__Work item__
In the entries below, find every line with the string "return" and copy it.

(Saved entries)

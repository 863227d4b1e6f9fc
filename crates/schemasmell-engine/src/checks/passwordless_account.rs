//! Accounts that can log in without a password

use schemasmell_core::{Account, Report, Status};

use crate::check::{Check, CheckError};
use crate::entity::Entity;

const LOCAL_HOSTS: &[&str] = &["localhost", "127.0.0.1"];

/// Plugins authenticating through the operating system
const SOCKET_PLUGINS: &[&str] = &["auth_socket", "unix_socket"];

/// WARNING for local passwordless accounts, CRITICAL for remote ones
pub struct PasswordlessAccount;

fn authenticates_otherwise(account: &Account) -> bool {
    account.locked
        || account
            .plugin
            .as_deref()
            .is_some_and(|plugin| SOCKET_PLUGINS.iter().any(|p| plugin.eq_ignore_ascii_case(p)))
}

impl Check for PasswordlessAccount {
    fn name(&self) -> &'static str {
        "passwordless_account"
    }

    fn supports(&self, entity: &Entity<'_>) -> bool {
        entity.as_account().is_some()
    }

    fn run(&self, entity: &Entity<'_>) -> Result<Option<Report>, CheckError> {
        let Some(account) = entity.as_account() else {
            return Ok(None);
        };

        if account.has_password || authenticates_otherwise(account) {
            return Ok(Some(self.report(entity, Status::Ok, vec![])));
        }

        let local = LOCAL_HOSTS
            .iter()
            .any(|host| account.host.eq_ignore_ascii_case(host));
        let (status, reach) = if local {
            (Status::Warning, "locally")
        } else {
            (Status::Critical, "remotely")
        };

        Ok(Some(self.report(
            entity,
            status,
            vec![format!(
                "Account {} has no password and can connect {}",
                account.key(),
                reach
            )],
        )))
    }
}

__Result of this exercise__
            return Ok(None);
            return Ok(Some(self.report(entity, Status::Ok, vec![])));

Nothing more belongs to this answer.